I consider a year when I do not write about them to be a year in which they remain, time-wise, in amber. When I return to them, or they return to me, the clock starts again, though I don’t worry if it’s the year it should be after their last adventure. If I wait eight years between novels, or what have you, they are only slightly older than when I ceased writing about them eight years before. Their current adventure will take place in the current year, which means they do not maintain a realistic chronology. I may even decide to write about them when they are younger, or middle-aged. I get to choose.

==Television adaptation==

Film duo Nick Damici and Jim Mickle developed a Hap and Leonard crime and suspense TV series for SundanceTV. On November 10, 2014, Sundance green-lit the series for six one-hour episodes, starring James Purefoy as Hap and Michael K. Williams as Leonard, which filmed in 2015 and premiered on March 2, 2016. SundanceTV renewed the series for a second six-episode season based on the second novel Mucho Mojo. A third season inspired by The Two-Bear Mambo was also produced.

On May 14, 2018, SundanceTV announced they had cancelled the series after three seasons.

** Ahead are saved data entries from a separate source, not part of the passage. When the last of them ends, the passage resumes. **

//! Shared mock service implementations for pipeline integration tests.
//!
//! Mocks stand in for the four external collaborators (transcoder,
//! speech-to-text, text-generation, document converters) and count their
//! invocations so tests can assert which stages ran.

use std::collections::HashSet;
use std::path::Path;
use std::sync::atomic::{AtomicUsize, Ordering};
use std::sync::Arc;

use async_trait::async_trait;

use video_translator::errors::{
    ExportError, TranscodeError, TranscriptionError, TranslationError,
};
use video_translator::export::{DocumentConverter, Exporter};
use video_translator::extract::{AudioArtifact, AudioExtractor};
use video_translator::store::ArtifactStore;
use video_translator::transcribe::SpeechToText;
use video_translator::translate::{Language, TextGenerator, Translator};
use video_translator::TranslationPipeline;

/// Extractor that writes a small fake WAV file, or fails without writing.
pub struct MockExtractor {
    pub fail: bool,
    pub calls: AtomicUsize,
}

impl MockExtractor {
    pub fn ok() -> Self {
        Self {
            fail: false,
            calls: AtomicUsize::new(0),
        }
    }

    pub fn failing() -> Self {
        Self {
            fail: true,
            calls: AtomicUsize::new(0),
        }
    }

    pub fn call_count(&self) -> usize {
        self.calls.load(Ordering::SeqCst)
    }
}

#[async_trait]
impl AudioExtractor for MockExtractor {
    async fn extract_audio(
        &self,
        _video: &Path,
        audio_out: &Path,
    ) -> Result<AudioArtifact, TranscodeError> {
        self.calls.fetch_add(1, Ordering::SeqCst);
        if self.fail {
            return Err(TranscodeError::EmptyOutput(audio_out.to_path_buf()));
        }
        let bytes = b"RIFF-fake-wav";
        tokio::fs::write(audio_out, bytes).await.unwrap();
        Ok(AudioArtifact {
            path: audio_out.to_path_buf(),
            size_bytes: bytes.len() as u64,
        })
    }
}

/// Speech-to-text stub returning a fixed transcript, or an API error.
pub struct MockTranscriber {
    pub text: Option<String>,
    pub calls: AtomicUsize,
}

impl MockTranscriber {
    pub fn with_text(text: &str) -> Self {
        Self {
            text: Some(text.to_string()),
            calls: AtomicUsize::new(0),
        }
    }

    pub fn failing() -> Self {
        Self {
            text: None,
            calls: AtomicUsize::new(0),
        }
    }

    pub fn call_count(&self) -> usize {
        self.calls.load(Ordering::SeqCst)
    }
}

#[async_trait]
impl SpeechToText for MockTranscriber {
    async fn transcribe(&self, _audio: &Path) -> Result<String, TranscriptionError> {
        self.calls.fetch_add(1, Ordering::SeqCst);
        match &self.text {
            Some(text) => Ok(text.clone()),
            None => Err(TranscriptionError::Api {
                status: 500,
                message: "mock transcription outage".to_string(),
            }),
        }
    }
}

/// Text generator that answers `[<Language>] <prompt tail>` style completions
/// and can be told to fail for specific languages.
pub struct MockGenerator {
    pub failing_languages: HashSet<Language>,
    pub calls: AtomicUsize,
}

impl MockGenerator {
    pub fn ok() -> Self {
        Self {
            failing_languages: HashSet::new(),
            calls: AtomicUsize::new(0),
        }
    }

    pub fn failing_for(languages: &[Language]) -> Self {
        Self {
            failing_languages: languages.iter().copied().collect(),
            calls: AtomicUsize::new(0),
        }
    }

    pub fn call_count(&self) -> usize {
        self.calls.load(Ordering::SeqCst)
    }

    fn target_of(prompt: &str) -> Option<Language> {
        Language::catalog()
            .iter()
            .copied()
            .find(|l| prompt.contains(l.name()))
    }
}

#[async_trait]
impl TextGenerator for MockGenerator {
    async fn complete(&self, prompt: &str, _max_tokens: u32) -> Result<String, TranslationError> {
        self.calls.fetch_add(1, Ordering::SeqCst);
        let language = Self::target_of(prompt)
            .ok_or_else(|| TranslationError::Request("no target language in prompt".to_string()))?;
        if self.failing_languages.contains(&language) {
            return Err(TranslationError::Api {
                status: 503,
                message: format!("mock outage for {language}"),
            });
        }
        Ok(format!("translated-{language}"))
    }
}

/// Converter that writes placeholder document bytes, optionally failing for
/// one of the two conversion paths.
pub struct MockConverter {
    pub fail_pdf: bool,
}

impl MockConverter {
    pub fn ok() -> Self {
        Self { fail_pdf: false }
    }

    pub fn failing_pdf() -> Self {
        Self { fail_pdf: true }
    }
}

#[async_trait]
impl DocumentConverter for MockConverter {
    async fn html_to_docx(&self, _html: &str, output: &Path) -> Result<(), ExportError> {
        tokio::fs::write(output, b"mock-docx").await.unwrap();
        Ok(())
    }

    async fn html_to_pdf(&self, _html: &str, output: &Path) -> Result<(), ExportError> {
        if self.fail_pdf {
            return Err(ExportError::EmptyOutput(output.to_path_buf()));
        }
        tokio::fs::write(output, b"mock-pdf").await.unwrap();
        Ok(())
    }
}

/// Assemble a pipeline over `root` from the given mocks.
pub fn pipeline_with(
    root: &Path,
    extractor: Arc<MockExtractor>,
    transcriber: Arc<MockTranscriber>,
    generator: Arc<MockGenerator>,
    converter: Arc<MockConverter>,
) -> TranslationPipeline {
    TranslationPipeline::with_components(
        ArtifactStore::new(root),
        extractor,
        transcriber,
        Arc::new(Translator::new(generator, 1000)),
        Arc::new(Exporter::new(converter)),
        2,
    )
}

/// Number of run directories currently under the store root.
pub fn run_dir_count(root: &Path) -> usize {
    std::fs::read_dir(root)
        .map(|entries| entries.filter_map(|e| e.ok()).count())
        .unwrap_or(0)
}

==List of works featuring Hap and Leonard==
1. Savage Season (1990)
2. Mucho Mojo (1994)
3. The Two-Bear Mambo (1995)
4. Bad Chili (1997)
5. Rumble Tumble (1998)
6. Veil's Visit: a Taste of Hap and Leonard (1999) (short stories and excerpts written with Andrew Vachss)
7. Captains Outrageous (2001)
8. Vanilla Ride (2009)
9. Devil Red (2011)
10. Hyenas: a Hap and Leonard Novella (2011, novella)
11. Dead Aim (2013, novella)
12. Honky Tonk Samurai (2016)
13. Briar Patch Boogie (2016, novellette)
14. Hap and Leonard (2016, short story collection)
15. Hap and Leonard Ride Again (2016, short story collection)
16. Miracles Ain't What They Used to Be (2016, a collection of stories and essays)
17. Coco Butternut: A Hap and Leonard Novella (2017, novella)
18. Rusty Puppy (2017)
19. Cold Cotton (2017, novella)
20. Hoodoo Harry (2017, novella)
21. Hap and Leonard: Blood and Lemonade (2017, Mosaic novel)
22. Jackrabbit Smile (2018)
23. The Big Book of Hap and Leonard (2018, short story collection, ebook)
24. The Elephant of Surprise (2019)
25. Of Mice and Minestrone (2020, short story collection)
26. Born For Trouble: The Further Adventures of Hap and Leonard (2022, collection of 5 novellas.)
27. Sugar on the Bones (2024)
28. Hatchet Girls (2025)
29. Petrified Dreams (2026)

==Graphic novels==
A series of graphic novels were published in 2017.